2.4.2 分子生物學 通過PCR擴增，獲得菌株LJ06020803的ITS和TEF基因序列，長度約550 bp。從圖1看出，在由ITS序列和TEF序列共同構建的系統發育樹中，菌株LJ06020803的近緣種均以二分支樹的形式聚集在一起，菌株LJ06020803與哈茨木霉(T.harzianum)處于同一分支，自舉支持率(MPBS)100。與非洲哈茨木霉(T.afroharziaum)形成姊妹支，自舉支持率為(MPBS)80%。結合形態特征及分子系統學特征，確定菌株LJ06020803為哈茨木霉菌(T.harzianum)。
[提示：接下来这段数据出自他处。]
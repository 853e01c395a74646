//! Bracket balance and angle-expression scanning for one cleaned line.
//!
//! `()`, `[]` and `{}` are matched on a stack. `<` starts an angle
//! expression only when followed by an identifier start; any other `<`
//! or `>` is a comparison operator and ignored.
//!
//! Angle expressions come in two modes:
//! - plain (`<SRC.NPC>`, `<DEF.F_<SRC.LANG>_X>`): only identifier
//!   characters and nested angle expressions may appear before the closing
//!   `>`. Any other character, or reaching end of line, is an error.
//! - evaluation (`<EVAL ...>`): a `>` closes only at parenthesis depth
//!   zero, when not part of `>=`, and when the next non-space character is
//!   a closer/separator (`)]},;`) or end of line. Reaching end of line
//!   consumes the rest of the line without an error.
//!
//! The evaluation rule is a best-effort heuristic, not a parser. It accepts
//! `<EVAL (<A> > <B>)>` and `<EVAL (a) </8>` while still rejecting a bare
//! `<SRC.NPC` with nothing to close it.

use thiserror::Error;

const EVAL_WORD: &[u8] = b"EVAL";

#[derive(Debug, Clone, PartialEq, Eq, Error)]
/// Bracket findings. `Display` is the text after `SYNTAX: brackets -> `.
pub enum BracketError {
    #[error("unexpected closing '{0}'")]
    UnexpectedCloser(char),
    #[error("expected '{expected}' but found '{found}'")]
    Mismatch { expected: char, found: char },
    #[error("unclosed: {0}")]
    Unclosed(String),
    #[error("unclosed '<'")]
    UnclosedAngle,
}

enum Angle {
    Closed(usize),
    /// Evaluation expression ran to end of line.
    Open,
    Unterminated,
}

pub fn check_brackets(line: &str) -> Result<(), BracketError> {
    let b = line.as_bytes();
    let mut stack: Vec<u8> = Vec::with_capacity(8);
    let mut i = 0;
    while i < b.len() {
        match b[i] {
            b'(' | b'[' | b'{' => stack.push(b[i]),
            b'<' if starts_token(b, i + 1) => match scan_angle(b, i) {
                Angle::Closed(end) => {
                    i = end + 1;
                    continue;
                }
                Angle::Open => break,
                Angle::Unterminated => return Err(BracketError::UnclosedAngle),
            },
            c @ (b')' | b']' | b'}') => {
                let open = stack
                    .pop()
                    .ok_or(BracketError::UnexpectedCloser(c as char))?;
                let expected = closer_of(open);
                if expected != c {
                    return Err(BracketError::Mismatch {
                        expected: expected as char,
                        found: c as char,
                    });
                }
            }
            _ => {}
        }
        i += 1;
    }
    if stack.is_empty() {
        return Ok(());
    }
    let pending = stack
        .iter()
        .map(|c| (*c as char).to_string())
        .collect::<Vec<_>>()
        .join(", ");
    Err(BracketError::Unclosed(pending))
}

fn closer_of(open: u8) -> u8 {
    match open {
        b'(' => b')',
        b'[' => b']',
        _ => b'}',
    }
}

fn is_token_start(c: u8) -> bool {
    c.is_ascii_alphabetic() || c == b'_'
}

fn is_token_char(c: u8) -> bool {
    c.is_ascii_alphanumeric() || c == b'_' || c == b'.'
}

fn starts_token(b: &[u8], at: usize) -> bool {
    b.get(at).copied().is_some_and(is_token_start)
}

enum Mode {
    Plain,
    Eval { parens: usize },
}

/// `start` points at the opening `<`. Nesting is tracked on an explicit
/// frame stack, one `Mode` per open angle expression.
fn scan_angle(b: &[u8], start: usize) -> Angle {
    let mut frames: Vec<Mode> = Vec::new();
    let mut i = open_frame(b, start, &mut frames);
    while i < b.len() {
        let c = b[i];
        if c == b'<' && starts_token(b, i + 1) {
            i = open_frame(b, i, &mut frames);
            continue;
        }
        let Some(top) = frames.last_mut() else {
            break;
        };
        let closes = match top {
            Mode::Plain => match c {
                b'>' => true,
                c if is_token_char(c) => false,
                _ => return Angle::Unterminated,
            },
            Mode::Eval { parens } => match c {
                b'(' => {
                    *parens += 1;
                    false
                }
                b')' => {
                    *parens = parens.saturating_sub(1);
                    false
                }
                b'>' if b.get(i + 1) == Some(&b'=') => {
                    i += 2;
                    continue;
                }
                b'>' => *parens == 0 && closes_expression(b, i + 1),
                _ => false,
            },
        };
        if closes {
            frames.pop();
            if frames.is_empty() {
                return Angle::Closed(i);
            }
        }
        i += 1;
    }
    match frames.last() {
        Some(Mode::Eval { .. }) => Angle::Open,
        _ => Angle::Unterminated,
    }
}

/// Push the frame for the `<` at `at` and return the index after its word.
fn open_frame(b: &[u8], at: usize, frames: &mut Vec<Mode>) -> usize {
    let word_start = at + 1;
    let mut i = word_start;
    while i < b.len() && is_token_char(b[i]) {
        i += 1;
    }
    if b[word_start..i].eq_ignore_ascii_case(EVAL_WORD) {
        frames.push(Mode::Eval { parens: 0 });
    } else {
        frames.push(Mode::Plain);
    }
    i
}

fn closes_expression(b: &[u8], from: usize) -> bool {
    match b[from.min(b.len())..]
        .iter()
        .find(|c| !c.is_ascii_whitespace())
    {
        None => true,
        Some(c) => matches!(c, b')' | b']' | b'}' | b',' | b';'),
    }
}

#[cfg(test)]
mod tests {
    use super::*;

    #[test]
    fn test_balanced_plain_brackets() {
        assert_eq!(check_brackets("IF (<SRC.NPC> && [1]) {x}"), Ok(()));
        assert_eq!(check_brackets("IF (<MOREY> > <MOREX>)"), Ok(()));
        assert_eq!(check_brackets("IF (<A> <= 3) && (<B> < 5)"), Ok(()));
    }

    #[test]
    fn test_mismatch_and_unexpected() {
        assert_eq!(
            check_brackets("IF (1]"),
            Err(BracketError::Mismatch {
                expected: ')',
                found: ']'
            })
        );
        assert_eq!(
            check_brackets("x)"),
            Err(BracketError::UnexpectedCloser(')'))
        );
    }

    #[test]
    fn test_unclosed_lists_pending_openers_in_order() {
        let err = check_brackets("ITEM={ random_food (1").unwrap_err();
        assert_eq!(err.to_string(), "unclosed: {, (");
    }

    #[test]
    fn test_unterminated_plain_angle() {
        assert_eq!(
            check_brackets("IF <SRC.NPC"),
            Err(BracketError::UnclosedAngle)
        );
    }

    #[test]
    fn test_plain_angle_rejects_non_token_characters() {
        for line in ["IF <SRC.NPC (1>", "IF <SRC.NPC && [x>", "IF <A <B> C>"] {
            assert_eq!(check_brackets(line), Err(BracketError::UnclosedAngle), "{}", line);
        }
    }

    #[test]
    fn test_deeply_nested_angles_do_not_exhaust_the_stack() {
        let open = format!("IF {}", "<a".repeat(400_000));
        assert_eq!(check_brackets(&open), Err(BracketError::UnclosedAngle));

        let closed = format!("IF {}{}", "<a".repeat(400_000), ">".repeat(400_000));
        assert_eq!(check_brackets(&closed), Ok(()));

        let eval = format!("X=<EVAL {}", "<EVAL (".repeat(200_000));
        assert_eq!(check_brackets(&eval), Ok(()));
    }

    #[test]
    fn test_nested_dynamic_name() {
        assert_eq!(
            check_brackets("SERV.LOG <DEF.F_MULTIS_<SRC.CTAG0.ACCOUNTLANG>_MULTI_CENTER>"),
            Ok(())
        );
    }

    #[test]
    fn test_eval_expressions() {
        let lines = [
            "SRC.ACT.MOREY=<EVAL ((<SRC.KILLS> >= 3) || (<SRC.KARMA> < -1000) || (<SRC.FLAGS>&002000000))>",
            "LOCAL.TEST=<EVAL (<MORE>)>/8",
            "LOCAL.TEST2=<EVAL (<MORE>)</8",
            "VAR.TEST=<EVAL (<MOREY> > <MOREX>)>",
            "VAR.TEST=<EVAL (<MOREY> <= <MOREX>)>",
            "VAR.X=<eval (a) </8>",
            "IF (<EVAL <ARGN> > 2>)",
        ];
        for line in lines {
            assert_eq!(check_brackets(line), Ok(()), "{}", line);
        }
    }

    #[test]
    fn test_eval_closer_lets_outer_brackets_continue() {
        assert_eq!(
            check_brackets("IF (<EVAL 1>) && (2"),
            Err(BracketError::Unclosed("(".into()))
        );
    }

    #[test]
    fn test_unterminated_angle_nested_in_eval() {
        assert_eq!(
            check_brackets("X=<EVAL <ARGN + 1"),
            Err(BracketError::UnclosedAngle)
        );
    }
}
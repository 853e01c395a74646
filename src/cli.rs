//! CLI argument parsing via `clap`.

use clap::{Parser, Subcommand};

#[derive(Parser)]
#[command(
    name = "scplint",
    version,
    about = "Static checks for Sphere .scp script trees",
    long_about = "Scan a tree of .scp scripts for block, bracket and [EOF] defects, duplicate definitions, and references to undeclared ids.\n\nConfiguration precedence: CLI > scplint.toml > defaults.",
    after_help = "Examples:\n  scplint lint\n  scplint lint --scripts-dir scripts --output json\n  scplint lint --ignore backup --ignore trash",
    arg_required_else_help = true
)]
/// Top-level CLI options and subcommands.
pub struct Cli {
    #[command(subcommand)]
    pub cmd: Commands,
}

#[derive(Subcommand)]
/// Supported subcommands.
pub enum Commands {
    /// Show version
    #[command(about = "Show version", long_about = "Print the current scplint version.")]
    Version,
    /// Lint every script under the scripts directory
    #[command(
        about = "Run lint checks",
        long_about = "Scan all matching scripts, then resolve references across the whole tree. Exits 1 when any issue is found.",
        after_help = "Examples:\n  scplint lint --repo-root ../server\n  scplint lint --output github"
    )]
    Lint {
        #[arg(long, help = "Repository root (default: current dir)")]
        repo_root: Option<String>,
        #[arg(long, help = "Scripts directory relative to the repository root")]
        scripts_dir: Option<String>,
        #[arg(long, help = "Output mode: human|json|github (default: human)")]
        output: Option<String>,
        #[arg(long = "ext", help = "File extension to scan, repeatable (default: .scp)")]
        extensions: Vec<String>,
        #[arg(long, help = "Directory name to skip, repeatable")]
        ignore: Vec<String>,
        #[arg(long, short = 'v', action = clap::ArgAction::SetTrue, help = "Emit debug tracing to stderr")]
        verbose: bool,
    },
}
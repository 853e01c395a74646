//! Cross-file definition index: typed definitions, alias names, and bare
//! header identifiers, plus the pending reference records resolved against
//! them once the whole corpus has been scanned.

use std::collections::HashMap;
use std::fmt;

#[derive(Debug, Clone, Copy, PartialEq, Eq, Hash)]
/// Section types whose headers declare a referenceable definition.
pub enum DefType {
    ItemDef,
    CharDef,
    Events,
    Function,
    RegionType,
    AreaDef,
    Dialog,
    Menu,
    RoomDef,
    Skill,
    SkillClass,
    SkillMenu,
    Spawn,
    Spell,
    TypeDef,
    Template,
}

impl DefType {
    pub const ALL: [DefType; 16] = [
        DefType::ItemDef,
        DefType::CharDef,
        DefType::Events,
        DefType::Function,
        DefType::RegionType,
        DefType::AreaDef,
        DefType::Dialog,
        DefType::Menu,
        DefType::RoomDef,
        DefType::Skill,
        DefType::SkillClass,
        DefType::SkillMenu,
        DefType::Spawn,
        DefType::Spell,
        DefType::TypeDef,
        DefType::Template,
    ];

    pub fn as_str(&self) -> &'static str {
        match self {
            DefType::ItemDef => "ITEMDEF",
            DefType::CharDef => "CHARDEF",
            DefType::Events => "EVENTS",
            DefType::Function => "FUNCTION",
            DefType::RegionType => "REGIONTYPE",
            DefType::AreaDef => "AREADEF",
            DefType::Dialog => "DIALOG",
            DefType::Menu => "MENU",
            DefType::RoomDef => "ROOMDEF",
            DefType::Skill => "SKILL",
            DefType::SkillClass => "SKILLCLASS",
            DefType::SkillMenu => "SKILLMENU",
            DefType::Spawn => "SPAWN",
            DefType::Spell => "SPELL",
            DefType::TypeDef => "TYPEDEF",
            DefType::Template => "TEMPLATE",
        }
    }

    /// Look up a tracked type by section name (case-insensitive).
    pub fn from_section(name: &str) -> Option<DefType> {
        DefType::ALL
            .iter()
            .copied()
            .find(|t| t.as_str().eq_ignore_ascii_case(name))
    }

    /// Types whose naming directive also registers a typed definition.
    pub fn is_id_bearing(&self) -> bool {
        matches!(self, DefType::ItemDef | DefType::CharDef)
    }
}

impl fmt::Display for DefType {
    fn fmt(&self, f: &mut fmt::Formatter<'_>) -> fmt::Result {
        f.write_str(self.as_str())
    }
}

#[derive(Debug, Clone, PartialEq, Eq)]
/// First-seen location of a definition or name.
pub struct Location {
    pub file: String,
    pub line: usize,
}

impl Location {
    pub fn new(file: &str, line: usize) -> Self {
        Location {
            file: file.to_string(),
            line,
        }
    }
}

impl fmt::Display for Location {
    fn fmt(&self, f: &mut fmt::Formatter<'_>) -> fmt::Result {
        write!(f, "{}:{}", self.file, self.line)
    }
}

#[derive(Debug, Clone, PartialEq, Eq, Hash)]
/// `(type, id[, subtype])` with the id and subtype uppercased.
pub struct DefKey {
    pub def_type: DefType,
    pub id: String,
    pub subtype: Option<String>,
}

impl DefKey {
    pub fn new(def_type: DefType, id: &str) -> Self {
        DefKey {
            def_type,
            id: id.to_ascii_uppercase(),
            subtype: None,
        }
    }

    pub fn with_subtype(mut self, subtype: &str) -> Self {
        self.subtype = Some(subtype.to_ascii_uppercase());
        self
    }
}

impl fmt::Display for DefKey {
    fn fmt(&self, f: &mut fmt::Formatter<'_>) -> fmt::Result {
        write!(f, "{} {}", self.def_type, self.id)?;
        if let Some(sub) = &self.subtype {
            write!(f, " {}", sub)?;
        }
        Ok(())
    }
}

#[derive(Debug, Clone, PartialEq, Eq)]
/// A use of an identifier awaiting corpus-wide resolution.
pub struct ReferenceUse {
    pub file: String,
    pub line: usize,
    pub def_types: &'static [DefType],
    pub id: String,
}

impl ReferenceUse {
    /// Candidate types joined for messages, e.g. `REGIONTYPE/AREADEF`.
    pub fn type_label(&self) -> String {
        self.def_types
            .iter()
            .map(DefType::as_str)
            .collect::<Vec<_>>()
            .join("/")
    }
}

#[derive(Debug, Default)]
/// The three tables shared by every per-file scan of one run.
pub struct DefIndex {
    definitions: HashMap<DefKey, Location>,
    aliases: HashMap<String, Location>,
    identifiers: HashMap<String, Location>,
}

impl DefIndex {
    pub fn new() -> Self {
        Self::default()
    }

    /// Store `key` unless present. Returns the earlier location on a repeat.
    pub fn record_definition(&mut self, key: DefKey, loc: Location) -> Option<&Location> {
        use std::collections::hash_map::Entry;
        match self.definitions.entry(key) {
            Entry::Occupied(e) => Some(e.into_mut()),
            Entry::Vacant(v) => {
                v.insert(loc);
                None
            }
        }
    }

    /// Register a definition key only if absent; repeats are not duplicates.
    pub fn ensure_definition(&mut self, key: DefKey, loc: Location) {
        self.definitions.entry(key).or_insert(loc);
    }

    pub fn record_alias(&mut self, name: &str, loc: Location) {
        record_first(&mut self.aliases, name, loc);
    }

    pub fn record_identifier(&mut self, name: &str, loc: Location) {
        record_first(&mut self.identifiers, name, loc);
    }

    pub fn definition(&self, key: &DefKey) -> Option<&Location> {
        self.definitions.get(key)
    }

    pub fn alias(&self, name: &str) -> Option<&Location> {
        self.aliases.get(&name.to_ascii_uppercase())
    }

    pub fn identifier(&self, name: &str) -> Option<&Location> {
        self.identifiers.get(&name.to_ascii_uppercase())
    }

    /// A reference resolves through an alias, any declared header id, or a
    /// typed definition of one of its candidate types.
    pub fn resolves(&self, r: &ReferenceUse) -> bool {
        if self.alias(&r.id).is_some() || self.identifier(&r.id).is_some() {
            return true;
        }
        r.def_types
            .iter()
            .any(|t| self.definitions.contains_key(&DefKey::new(*t, &r.id)))
    }
}

fn record_first(table: &mut HashMap<String, Location>, name: &str, loc: Location) {
    let upper = name.trim().to_ascii_uppercase();
    if upper.is_empty() {
        return;
    }
    table.entry(upper).or_insert(loc);
}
圖1 基于菌株LJ06020803的ITS和TEF序列構建的系統發育樹

3 討論

篩選自然界中抑菌微生物作為農作物病害的綠色防控生防資源是近年來的研究熱點，也是今后綠色農業的發展方向。已有研究表明，多粘類芽孢桿菌(Paenibacilluspolymyxa)對于小麥赤霉病、黃瓜霜霉病、辣椒疫霉病、白菜莖腐病和番茄根結線蟲等均有較好的防治效果[18-22]；木霉菌(Trichodermaspp.)施用后，通過產生木聚糖、低聚糖、內肽化合物等小分子量化合物誘導植物產生防御反應[23-25]，同時具有一定促進作物增產的效果[26]，目前被廣泛用于防治西瓜枯萎病和煙草黑脛病等多種病害[27-28]。前人專門針對中國西南地區由連作導致的辣椒病害的生防研究相對較少，且大多采用單次采樣的方法收集土壤。研究選取年降雨量約1 000 mL的貴州丘陵地帶旱地辣椒連作區域的土壤，在辣椒不同生階段長期調查其根系土壤微生物，多次采集土樣，按照常規拮抗微生物分離和篩選方法，以區域常見病害辣椒枯萎病的病原菌作為靶標菌，應用PDA、木霉選擇性培養基、PD液體培養基，通過平板對峙法篩選出對辣椒枯萎病病原菌尖孢鐮刀菌有較好抑制效果的菌株LJ06020803；形態學特征鑒定發現，菌株LJ06020803的培養形狀及形態學特征與GAMS等[14]描述的哈茨木霉(T.harzianum)一致；分子生物學鑒定其與哈茨木霉(T.harzianum)處于同一分支，自舉支持率為100%。結合形態學和分子生物學鑒定結果，確定菌株LJ06020803為哈茨木霉菌(Trichodermaharzianum)。研究還發現，在對峙培養中菌株LJ06020803對尖孢鐮刀菌具有顯著的抑制作用，抑制率為78.04%，菌株LJ06020803的無菌體發酵液對尖孢鐮刀菌的抑菌率為40.92%，具有拮抗作用。同時也說明，該菌株可產生有抑菌活性的次級代謝產物，但目前該代謝產物種類及抑菌機理尚不明確，后期將進一步深入研究，明確抑菌機理，并開發其大田應用技術。

4 結論

貴州辣椒連作地的根際土壤中有較多的木霉菌，試驗共獲得5株對尖孢鐮刀菌具有較好拮抗作用的木霉菌株(Trichodermaspp.)，其中，菌株LJ06020803的對峙培養抑制率最高，為78.04%，其不含菌體的發酵液抑菌率為40.92%。通過形態學和分子生物學方法鑒定，菌株LJ06020803為哈茨木霉菌(Trichodermaharzianum)。該菌株對尖孢鐮刀菌具有較好的抑制作用，可作為生防菌資源開發防治辣椒枯萎病的生防制劑。